[DESCRIPTION OF THE TASK] The number needed is how many lines of the data hold the string "None". Give that number and nothing more.

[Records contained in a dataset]
□ □ □ □ □ □ □
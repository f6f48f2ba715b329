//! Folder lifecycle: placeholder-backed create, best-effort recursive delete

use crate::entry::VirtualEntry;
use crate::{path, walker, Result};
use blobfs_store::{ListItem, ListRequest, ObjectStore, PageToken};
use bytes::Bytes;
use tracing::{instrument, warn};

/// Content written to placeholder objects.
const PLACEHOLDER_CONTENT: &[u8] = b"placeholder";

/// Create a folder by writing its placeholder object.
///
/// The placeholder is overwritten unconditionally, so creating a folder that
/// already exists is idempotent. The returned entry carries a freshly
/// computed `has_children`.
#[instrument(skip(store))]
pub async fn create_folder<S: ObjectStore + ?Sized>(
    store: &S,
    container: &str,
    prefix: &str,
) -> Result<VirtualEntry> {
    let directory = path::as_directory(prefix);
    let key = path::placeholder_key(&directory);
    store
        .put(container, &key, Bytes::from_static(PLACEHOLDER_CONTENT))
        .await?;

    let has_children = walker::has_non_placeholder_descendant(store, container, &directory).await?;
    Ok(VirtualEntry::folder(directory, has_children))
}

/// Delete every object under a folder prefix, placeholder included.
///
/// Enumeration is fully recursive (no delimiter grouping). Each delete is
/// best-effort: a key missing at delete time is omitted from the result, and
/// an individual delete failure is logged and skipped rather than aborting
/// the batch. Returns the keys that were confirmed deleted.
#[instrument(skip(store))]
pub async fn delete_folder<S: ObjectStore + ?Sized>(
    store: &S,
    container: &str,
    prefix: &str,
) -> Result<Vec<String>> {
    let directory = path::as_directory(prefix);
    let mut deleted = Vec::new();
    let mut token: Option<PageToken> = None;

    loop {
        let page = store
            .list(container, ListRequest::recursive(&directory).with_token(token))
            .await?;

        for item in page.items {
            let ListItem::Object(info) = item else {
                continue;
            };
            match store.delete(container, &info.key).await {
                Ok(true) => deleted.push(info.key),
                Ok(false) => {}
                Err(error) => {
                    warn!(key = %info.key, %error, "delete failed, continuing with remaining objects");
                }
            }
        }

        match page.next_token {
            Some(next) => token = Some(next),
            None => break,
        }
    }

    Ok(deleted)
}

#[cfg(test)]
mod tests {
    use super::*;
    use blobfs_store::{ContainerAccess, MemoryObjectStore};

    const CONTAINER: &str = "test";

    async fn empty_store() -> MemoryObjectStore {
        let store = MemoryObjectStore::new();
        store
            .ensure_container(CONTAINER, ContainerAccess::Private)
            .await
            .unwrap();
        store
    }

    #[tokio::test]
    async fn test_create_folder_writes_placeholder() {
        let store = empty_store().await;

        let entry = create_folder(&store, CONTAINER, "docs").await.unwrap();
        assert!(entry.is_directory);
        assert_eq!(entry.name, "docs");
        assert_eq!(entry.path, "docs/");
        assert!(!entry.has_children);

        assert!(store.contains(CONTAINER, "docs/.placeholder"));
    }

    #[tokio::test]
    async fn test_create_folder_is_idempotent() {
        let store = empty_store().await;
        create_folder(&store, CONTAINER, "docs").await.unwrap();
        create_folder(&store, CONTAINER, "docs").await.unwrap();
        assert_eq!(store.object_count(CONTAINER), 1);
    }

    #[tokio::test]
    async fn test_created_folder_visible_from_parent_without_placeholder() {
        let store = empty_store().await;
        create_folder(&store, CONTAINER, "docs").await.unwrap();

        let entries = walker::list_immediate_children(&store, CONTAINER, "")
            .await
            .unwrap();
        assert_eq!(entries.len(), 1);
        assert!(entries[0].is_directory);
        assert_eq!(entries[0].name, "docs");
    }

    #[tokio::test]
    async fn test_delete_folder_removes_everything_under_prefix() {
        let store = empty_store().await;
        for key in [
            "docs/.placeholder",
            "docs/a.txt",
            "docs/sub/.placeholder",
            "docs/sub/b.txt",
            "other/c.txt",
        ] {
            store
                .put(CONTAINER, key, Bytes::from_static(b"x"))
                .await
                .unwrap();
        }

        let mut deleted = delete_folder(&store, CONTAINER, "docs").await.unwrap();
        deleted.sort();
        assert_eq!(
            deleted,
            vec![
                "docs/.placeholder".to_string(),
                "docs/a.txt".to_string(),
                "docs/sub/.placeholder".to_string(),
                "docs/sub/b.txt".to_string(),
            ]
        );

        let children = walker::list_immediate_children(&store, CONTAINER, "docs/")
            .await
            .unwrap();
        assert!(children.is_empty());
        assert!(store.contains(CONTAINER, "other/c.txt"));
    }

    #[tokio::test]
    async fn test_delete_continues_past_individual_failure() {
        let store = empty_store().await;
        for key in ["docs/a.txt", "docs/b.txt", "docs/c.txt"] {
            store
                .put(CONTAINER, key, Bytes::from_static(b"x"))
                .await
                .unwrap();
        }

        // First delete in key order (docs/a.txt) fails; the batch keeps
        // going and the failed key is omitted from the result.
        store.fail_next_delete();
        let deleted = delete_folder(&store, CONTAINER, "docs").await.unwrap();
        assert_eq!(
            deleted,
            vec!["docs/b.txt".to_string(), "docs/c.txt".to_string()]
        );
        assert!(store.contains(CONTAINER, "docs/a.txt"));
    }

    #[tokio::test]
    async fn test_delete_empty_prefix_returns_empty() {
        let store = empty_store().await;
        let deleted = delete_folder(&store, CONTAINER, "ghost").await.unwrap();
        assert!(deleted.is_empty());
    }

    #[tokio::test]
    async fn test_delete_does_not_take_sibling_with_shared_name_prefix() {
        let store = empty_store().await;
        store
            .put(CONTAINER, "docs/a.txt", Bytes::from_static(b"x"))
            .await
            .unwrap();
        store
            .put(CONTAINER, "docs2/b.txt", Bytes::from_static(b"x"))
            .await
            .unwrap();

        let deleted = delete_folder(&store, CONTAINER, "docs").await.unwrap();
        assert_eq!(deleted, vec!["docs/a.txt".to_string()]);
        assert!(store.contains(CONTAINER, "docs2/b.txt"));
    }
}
□ □ □ □ □ □ □
[WRITTEN REPLY] 2